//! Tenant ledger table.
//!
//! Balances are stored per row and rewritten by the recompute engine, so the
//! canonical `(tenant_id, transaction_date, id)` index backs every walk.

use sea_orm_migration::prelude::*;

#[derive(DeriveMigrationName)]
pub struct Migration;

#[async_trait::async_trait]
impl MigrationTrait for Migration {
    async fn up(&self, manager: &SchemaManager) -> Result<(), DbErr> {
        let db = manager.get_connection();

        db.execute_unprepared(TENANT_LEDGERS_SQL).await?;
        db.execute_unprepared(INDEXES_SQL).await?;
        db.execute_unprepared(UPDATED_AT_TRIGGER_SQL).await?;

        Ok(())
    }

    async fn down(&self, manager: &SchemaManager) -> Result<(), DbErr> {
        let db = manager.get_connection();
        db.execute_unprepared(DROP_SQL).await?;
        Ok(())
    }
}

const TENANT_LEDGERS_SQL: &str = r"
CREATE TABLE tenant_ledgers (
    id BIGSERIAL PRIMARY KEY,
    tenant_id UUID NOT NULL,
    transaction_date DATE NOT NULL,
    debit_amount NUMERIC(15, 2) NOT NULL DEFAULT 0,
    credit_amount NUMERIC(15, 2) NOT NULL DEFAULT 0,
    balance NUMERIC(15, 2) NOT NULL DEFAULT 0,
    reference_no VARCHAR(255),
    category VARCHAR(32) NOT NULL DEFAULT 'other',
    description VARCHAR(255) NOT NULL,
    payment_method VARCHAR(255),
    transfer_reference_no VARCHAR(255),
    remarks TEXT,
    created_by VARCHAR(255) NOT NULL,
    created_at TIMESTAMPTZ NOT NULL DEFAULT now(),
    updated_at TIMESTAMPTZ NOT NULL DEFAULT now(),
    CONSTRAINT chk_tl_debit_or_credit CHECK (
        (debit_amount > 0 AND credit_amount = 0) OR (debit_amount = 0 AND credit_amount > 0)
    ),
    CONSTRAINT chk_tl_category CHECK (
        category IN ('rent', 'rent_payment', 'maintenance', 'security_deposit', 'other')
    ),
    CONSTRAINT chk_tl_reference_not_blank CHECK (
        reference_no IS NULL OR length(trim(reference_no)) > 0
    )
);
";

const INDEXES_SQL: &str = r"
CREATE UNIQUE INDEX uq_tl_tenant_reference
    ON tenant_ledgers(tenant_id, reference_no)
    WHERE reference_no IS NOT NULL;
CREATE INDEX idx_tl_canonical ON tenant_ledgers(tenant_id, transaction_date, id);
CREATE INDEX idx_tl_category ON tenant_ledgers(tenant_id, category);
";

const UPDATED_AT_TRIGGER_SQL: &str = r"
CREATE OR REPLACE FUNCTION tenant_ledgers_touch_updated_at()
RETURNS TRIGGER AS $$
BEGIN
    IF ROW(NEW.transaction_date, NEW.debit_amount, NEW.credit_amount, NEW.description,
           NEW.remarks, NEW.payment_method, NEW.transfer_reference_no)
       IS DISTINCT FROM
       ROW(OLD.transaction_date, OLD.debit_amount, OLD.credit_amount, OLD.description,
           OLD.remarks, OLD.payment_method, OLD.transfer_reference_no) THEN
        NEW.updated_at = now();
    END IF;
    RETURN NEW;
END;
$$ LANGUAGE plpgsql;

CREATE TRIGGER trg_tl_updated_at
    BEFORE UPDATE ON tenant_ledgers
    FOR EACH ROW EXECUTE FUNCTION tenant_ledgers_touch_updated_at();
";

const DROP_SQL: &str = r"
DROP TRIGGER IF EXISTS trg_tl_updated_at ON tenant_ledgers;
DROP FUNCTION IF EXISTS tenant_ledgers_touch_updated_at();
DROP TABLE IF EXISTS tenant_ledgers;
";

============

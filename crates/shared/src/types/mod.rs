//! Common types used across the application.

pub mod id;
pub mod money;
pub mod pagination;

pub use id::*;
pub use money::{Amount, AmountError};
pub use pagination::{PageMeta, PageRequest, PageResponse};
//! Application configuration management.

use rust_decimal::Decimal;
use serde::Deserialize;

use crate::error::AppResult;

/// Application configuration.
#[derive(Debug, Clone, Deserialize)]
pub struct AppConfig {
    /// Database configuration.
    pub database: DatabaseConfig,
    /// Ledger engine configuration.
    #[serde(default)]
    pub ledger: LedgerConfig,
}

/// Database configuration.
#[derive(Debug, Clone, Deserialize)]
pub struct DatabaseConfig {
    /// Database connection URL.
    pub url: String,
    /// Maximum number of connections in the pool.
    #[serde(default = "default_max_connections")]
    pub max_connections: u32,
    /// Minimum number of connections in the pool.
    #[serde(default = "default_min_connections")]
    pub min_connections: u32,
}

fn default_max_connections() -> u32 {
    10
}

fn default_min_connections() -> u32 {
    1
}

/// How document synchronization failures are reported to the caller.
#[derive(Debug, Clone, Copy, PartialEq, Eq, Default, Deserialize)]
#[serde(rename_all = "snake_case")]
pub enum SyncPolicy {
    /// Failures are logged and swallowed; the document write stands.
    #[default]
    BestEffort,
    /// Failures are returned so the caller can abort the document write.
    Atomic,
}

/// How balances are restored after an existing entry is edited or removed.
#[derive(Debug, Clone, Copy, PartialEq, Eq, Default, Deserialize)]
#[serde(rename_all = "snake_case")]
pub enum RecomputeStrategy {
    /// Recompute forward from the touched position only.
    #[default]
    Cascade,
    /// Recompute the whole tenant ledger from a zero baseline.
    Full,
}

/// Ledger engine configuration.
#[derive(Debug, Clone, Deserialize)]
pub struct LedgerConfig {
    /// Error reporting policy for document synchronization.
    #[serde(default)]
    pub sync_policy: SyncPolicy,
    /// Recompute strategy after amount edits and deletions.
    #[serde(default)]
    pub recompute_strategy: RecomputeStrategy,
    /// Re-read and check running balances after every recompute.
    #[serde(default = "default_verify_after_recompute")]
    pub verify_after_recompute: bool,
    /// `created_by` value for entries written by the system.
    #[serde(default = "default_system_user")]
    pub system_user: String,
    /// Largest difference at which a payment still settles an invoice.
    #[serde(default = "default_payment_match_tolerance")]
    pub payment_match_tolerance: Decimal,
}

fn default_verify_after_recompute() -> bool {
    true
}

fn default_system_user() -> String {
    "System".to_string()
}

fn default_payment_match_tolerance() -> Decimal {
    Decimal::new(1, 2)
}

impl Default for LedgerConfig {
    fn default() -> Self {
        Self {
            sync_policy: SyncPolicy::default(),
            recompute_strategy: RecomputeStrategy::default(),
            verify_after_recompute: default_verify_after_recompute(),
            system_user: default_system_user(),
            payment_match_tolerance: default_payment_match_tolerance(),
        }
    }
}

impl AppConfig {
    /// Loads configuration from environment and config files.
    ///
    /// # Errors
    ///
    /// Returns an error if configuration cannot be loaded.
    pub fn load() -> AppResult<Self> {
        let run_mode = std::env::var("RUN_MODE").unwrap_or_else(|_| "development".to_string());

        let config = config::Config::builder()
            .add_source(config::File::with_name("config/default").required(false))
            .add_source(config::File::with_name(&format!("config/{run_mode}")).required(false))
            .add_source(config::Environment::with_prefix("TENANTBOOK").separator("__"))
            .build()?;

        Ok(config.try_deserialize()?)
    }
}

============

- [PROBLEM REQUIREMENTS] The expected output is exactly the lines of the listing above between the line holding "Tenant ledger table." and the line holding "WHERE reference_no IS NOT NULL;", inclusive.

- [RESPONSE TO THIS EXERCISE]
//! Tenant ledger table.
//!
//! Balances are stored per row and rewritten by the recompute engine, so the
//! canonical `(tenant_id, transaction_date, id)` index backs every walk.

use sea_orm_migration::prelude::*;

#[derive(DeriveMigrationName)]
pub struct Migration;

#[async_trait::async_trait]
impl MigrationTrait for Migration {
    async fn up(&self, manager: &SchemaManager) -> Result<(), DbErr> {
        let db = manager.get_connection();

        db.execute_unprepared(TENANT_LEDGERS_SQL).await?;
        db.execute_unprepared(INDEXES_SQL).await?;
        db.execute_unprepared(UPDATED_AT_TRIGGER_SQL).await?;

        Ok(())
    }

    async fn down(&self, manager: &SchemaManager) -> Result<(), DbErr> {
        let db = manager.get_connection();
        db.execute_unprepared(DROP_SQL).await?;
        Ok(())
    }
}

const TENANT_LEDGERS_SQL: &str = r"
CREATE TABLE tenant_ledgers (
    id BIGSERIAL PRIMARY KEY,
    tenant_id UUID NOT NULL,
    transaction_date DATE NOT NULL,
    debit_amount NUMERIC(15, 2) NOT NULL DEFAULT 0,
    credit_amount NUMERIC(15, 2) NOT NULL DEFAULT 0,
    balance NUMERIC(15, 2) NOT NULL DEFAULT 0,
    reference_no VARCHAR(255),
    category VARCHAR(32) NOT NULL DEFAULT 'other',
    description VARCHAR(255) NOT NULL,
    payment_method VARCHAR(255),
    transfer_reference_no VARCHAR(255),
    remarks TEXT,
    created_by VARCHAR(255) NOT NULL,
    created_at TIMESTAMPTZ NOT NULL DEFAULT now(),
    updated_at TIMESTAMPTZ NOT NULL DEFAULT now(),
    CONSTRAINT chk_tl_debit_or_credit CHECK (
        (debit_amount > 0 AND credit_amount = 0) OR (debit_amount = 0 AND credit_amount > 0)
    ),
    CONSTRAINT chk_tl_category CHECK (
        category IN ('rent', 'rent_payment', 'maintenance', 'security_deposit', 'other')
    ),
    CONSTRAINT chk_tl_reference_not_blank CHECK (
        reference_no IS NULL OR length(trim(reference_no)) > 0
    )
);
";

const INDEXES_SQL: &str = r"
CREATE UNIQUE INDEX uq_tl_tenant_reference
    ON tenant_ledgers(tenant_id, reference_no)
    WHERE reference_no IS NOT NULL;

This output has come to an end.